Low-power transpupillary thermotherapy combined with intravitreal triamcinolone acetonide for subfoveal choroidal neovascularization.

作者信息

Zhang Xinyuan, Zhu Xiaoqing, Wang Dongsheng, Xu Liang, Jonas Jost B

机构信息

Beijing Institute of Ophthalmology, Department of Ophthalmology and Eye Hospital, Tongren Hospital, Capital University of Medical Science, Beijing, China.

出版信息

Ophthalmic Res. 2007;39(4):241-2. doi: 10.1159/000104833. Epub 2007 Jun 29.

Abstract

PURPOSE

To examine transpupillary thermotherapy combined with intravitreal triamcinolone for treatment of subfoveal choroidal neovascularization.

METHODS

The clinical interventional, noncomparative, case series study included 14 patients (14 eyes) with choroidal neovascularization (age-related macular degeneration, n = 11; high myopia, n = 2; unknown reason, n = 1), who underwent transpupillary thermotherapy (75-150 mW, 60 s, 500-3,000 microm), followed by an intravitreal triamcinolone injection (10 mg).

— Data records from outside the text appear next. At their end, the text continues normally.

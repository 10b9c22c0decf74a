//! Parses rendered actions back into behaviors.
//!
//! Only the forms the renderer emits are recognized: the tap-hold family,
//! tap-dance and macro. Everything else yields `None`, meaning "no advanced
//! behavior".

use std::collections::BTreeMap;

use keymap_schema::{
    Behavior, DualRole, MacroBehavior, Milliseconds, TapDance, TapOrTapDance,
    DEFAULT_HOLD_TIMEOUT_MS, DEFAULT_TAP_TIMEOUT_MS,
};

use crate::render::{HOLD_TIMEOUT_VAR, HYPER_MODIFIERS, MEH_MODIFIERS, TAP_TIMEOUT_VAR};
use crate::tokenizer::{split_group, strip_comments, tokenize};

pub fn parse(action_text: &str) -> Option<Behavior> {
    let tokens = split_group(action_text)?;
    let head = tokens.first()?;
    match head.as_str() {
        "tap-hold" | "tap-hold-press" | "tap-hold-release" => {
            if tokens.len() != 5 {
                return None;
            }
            let mut d = dual_role(&tokens)?;
            d.activate_hold_on_other_key_press = head == "tap-hold-press";
            d.quick_tap_on_release = head == "tap-hold-release";
            Some(Behavior::DualRole(d))
        }
        "tap-hold-release-keys" => {
            if tokens.len() != 6 {
                return None;
            }
            let mut d = dual_role(&tokens)?;
            d.custom_tap_keys = split_group(&tokens[5])?;
            Some(Behavior::DualRole(d))
        }
        "tap-dance" => {
            if tokens.len() != 3 {
                return None;
            }
            let window_ms: Milliseconds = tokens[1].parse().ok()?;
            let actions = split_group(&tokens[2])?;
            if actions.is_empty() {
                return None;
            }
            let actions: Vec<String> = actions.iter().map(|a| normalize_action(a)).collect();
            Some(Behavior::TapOrTapDance(TapOrTapDance::TapDance(
                TapDance::from_actions(window_ms, actions),
            )))
        }
        "macro" => {
            if tokens.len() < 2 {
                return None;
            }
            Some(Behavior::Macro(MacroBehavior::keys(tokens[1..].iter().cloned())))
        }
        _ => None,
    }
}

fn dual_role(tokens: &[String]) -> Option<DualRole> {
    let tap_timeout_ms = parse_timeout(&tokens[1])?;
    let hold_timeout_ms = parse_timeout(&tokens[2])?;
    Some(DualRole {
        tap_timeout_ms,
        hold_timeout_ms,
        ..DualRole::new(normalize_action(&tokens[3]), normalize_action(&tokens[4]))
    })
}

/// Resolves the shared timeout variables back to their default values.
fn parse_timeout(token: &str) -> Option<Milliseconds> {
    match token.strip_prefix('$') {
        Some(TAP_TIMEOUT_VAR) => Some(DEFAULT_TAP_TIMEOUT_MS),
        Some(HOLD_TIMEOUT_VAR) => Some(DEFAULT_HOLD_TIMEOUT_MS),
        Some(_) => None,
        None => token.parse().ok(),
    }
}

/// Maps the modifier expansions of `hyper` and `meh` back to the keyword.
/// Layer side effects folded into hyper are regenerated on render.
fn normalize_action(token: &str) -> String {
    let Some(inner) = split_group(token) else {
        return token.to_string();
    };
    let is_multi = inner.first().map(String::as_str) == Some("multi");
    if is_multi
        && inner.len() >= 5
        && inner[1..5] == HYPER_MODIFIERS
        && inner[5..].iter().all(|t| is_hyper_layer_effect(t))
    {
        return "hyper".to_string();
    }
    if is_multi && inner.len() == 4 && inner[1..4] == MEH_MODIFIERS {
        return "meh".to_string();
    }
    token.to_string()
}

/// Layer activation and notification forms that `hyper` carries for its
/// linked layers.
fn is_hyper_layer_effect(token: &str) -> bool {
    let Some(items) = split_group(token) else {
        return false;
    };
    let items: Vec<&str> = items.iter().map(String::as_str).collect();
    match items.as_slice() {
        ["layer-while-held", _] => true,
        ["on-press-fakekey" | "on-release-fakekey", key, "tap"] => key.starts_with("kp-layer-"),
        ["one-shot-press", ms, held] => {
            ms.parse::<Milliseconds>().is_ok()
                && split_group(held).is_some_and(|h| h.len() == 2 && h[0] == "layer-while-held")
        }
        _ => false,
    }
}

/// Every alias of a generated config's `defalias` blocks that parses as a
/// behavior, keyed by alias name.
pub fn parse_config_aliases(config_text: &str) -> BTreeMap<String, Behavior> {
    let mut out = BTreeMap::new();
    for form in tokenize(&strip_comments(config_text)) {
        let Some(inner) = split_group(&form) else {
            continue;
        };
        if inner.first().map(String::as_str) != Some("defalias") {
            continue;
        }
        for pair in inner[1..].chunks(2) {
            if let [name, action] = pair {
                if let Some(behavior) = parse(action) {
                    out.insert(name.clone(), behavior);
                }
            }
        }
    }
    out
}

#[cfg(test)]
mod tests {
    use super::*;
    use crate::render::{render, render_dual_role, ActivationContext};
    use keymap_schema::KeyMapping;

    fn roundtrip(behavior: Behavior) {
        let mapping = KeyMapping::new("caps", "esc").with_behavior(behavior.clone());
        let text = render(&mapping, &ActivationContext::empty());
        assert_eq!(parse(&text), Some(behavior), "text was {text}");
    }

    #[test]
    fn tap_hold_family_roundtrips() {
        roundtrip(Behavior::DualRole(DualRole::new("esc", "lctl")));

        let mut press = DualRole::new("esc", "lctl");
        press.activate_hold_on_other_key_press = true;
        roundtrip(Behavior::DualRole(press));

        let mut release = DualRole::new("a", "lmet");
        release.quick_tap_on_release = true;
        release.hold_timeout_ms = 300;
        roundtrip(Behavior::DualRole(release));

        let mut keys = DualRole::new("f", "lsft");
        keys.custom_tap_keys = vec!["j".into(), "k".into()];
        keys.tap_timeout_ms = 150;
        roundtrip(Behavior::DualRole(keys));

        roundtrip(Behavior::DualRole(DualRole::new("esc", "hyper")));
        roundtrip(Behavior::DualRole(DualRole::new("esc", "meh")));
    }

    #[test]
    fn tap_dance_and_macro_roundtrip() {
        roundtrip(Behavior::TapOrTapDance(TapOrTapDance::TapDance(TapDance::from_actions(
            250,
            ["esc", "caps", "(multi lctl c)"],
        ))));
        roundtrip(Behavior::Macro(MacroBehavior::keys(["h", "i", "S-1"])));
    }

    #[test]
    fn symbolic_timeouts_resolve_to_defaults() {
        let parsed = parse("(tap-hold $tap-timeout $hold-timeout a lctl)").unwrap();
        match parsed {
            Behavior::DualRole(d) => {
                assert_eq!(d.tap_timeout_ms, DEFAULT_TAP_TIMEOUT_MS);
                assert_eq!(d.hold_timeout_ms, DEFAULT_HOLD_TIMEOUT_MS);
            }
            other => panic!("unexpected behavior: {other:?}"),
        }
    }

    #[test]
    fn nested_sub_actions_survive() {
        let d = DualRole::new("(macro a b)", "(layer-while-held nav)");
        let text = render_dual_role(&d, &ActivationContext::empty());
        assert_eq!(parse(&text), Some(Behavior::DualRole(d)));
    }

    #[test]
    fn only_hyper_side_effects_collapse_to_hyper() {
        let linked = "(tap-hold 200 200 esc (multi lctl lalt lmet lsft (one-shot-press 2000 \
                      (layer-while-held launcher)) (on-press-fakekey kp-layer-launcher tap)))";
        match parse(linked) {
            Some(Behavior::DualRole(d)) => assert_eq!(d.hold_action, "hyper"),
            other => panic!("unexpected behavior: {other:?}"),
        }

        let authored = "(tap-hold 200 200 esc (multi lctl lalt lmet lsft a))";
        match parse(authored) {
            Some(Behavior::DualRole(d)) => assert_eq!(d.hold_action, "(multi lctl lalt lmet lsft a)"),
            other => panic!("unexpected behavior: {other:?}"),
        }
    }

    #[test]
    fn unrecognized_text_is_not_a_behavior() {
        assert_eq!(parse("a"), None);
        assert_eq!(parse("@alias"), None);
        assert_eq!(parse("(multi lctl c)"), None);
        assert_eq!(parse("(tap-hold 200 a lctl)"), None);
        assert_eq!(parse("(tap-hold $unknown 200 a lctl)"), None);
        assert_eq!(parse("(tap-dance 200 ())"), None);
        assert_eq!(parse("(macro)"), None);
        assert_eq!(parse(""), None);
    }

    #[test]
    fn config_aliases_parse_from_generated_block() {
        let text = "\
(defvar tap-timeout 200 hold-timeout 200)
(defalias
  ;; Home Row Mods
  th_base_a (tap-hold-release $tap-timeout $hold-timeout a lctl)
  act_base_x (multi lctl c)
  mac_base_m (macro h i)
)
";
        let aliases = parse_config_aliases(text);
        assert_eq!(aliases.len(), 2);
        assert!(matches!(aliases.get("th_base_a"), Some(Behavior::DualRole(_))));
        assert!(matches!(aliases.get("mac_base_m"), Some(Behavior::Macro(_))));
    }
}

Follow-up was at least 6 months.

RESULTS

Visual acuity increased by 3 lines in 3 (21%) eyes at 3 months, and in 3 (21%) eyes at 6 months of follow-up. None of the patients experienced a visual acuity loss of 3 or more lines. At the 6-month follow-up, mean visual acuity was improved by 1.36 +/- 1.16 lines. Retreatment by transpupillary thermotherapy was performed for 3 (21%) eyes at 3 months, and for 1 (7%) eye at 6 months of follow-up.

CONCLUSIONS

Transpupillary thermotherapy combined with intravitreal triamcinolone may be a therapeutic option for choroidal neovascularization particularly if other treatment modalities are not available.

摘要

目的

探讨经瞳孔温热疗法联合玻璃体内注射曲安奈德治疗黄斑下脉络膜新生血管的疗效。

方法

本临床干预性、非对照性病例系列研究纳入了14例(14只眼)脉络膜新生血管患者(年龄相关性黄斑变性11例;高度近视2例;原因不明1例),接受经瞳孔温热疗法(75 - 150 mW,60秒,500 - 3000微米),随后玻璃体内注射曲安奈德(10毫克)。随访至少6个月。

结果

随访3个月时,3只眼(21%)视力提高3行,随访6个月时,3只眼(21%)视力提高3行。无患者视力下降3行或更多。在6个月随访时,平均视力提高1.36±1.16行。随访3个月时,3只眼(21%)接受了经瞳孔温热疗法再治疗,随访6个月时,1只眼(7%)接受了再治疗。

结论

经瞳孔温热疗法联合玻璃体内注射曲安奈德可能是脉络膜新生血管的一种治疗选择,尤其是在没有其他治疗方式可用时。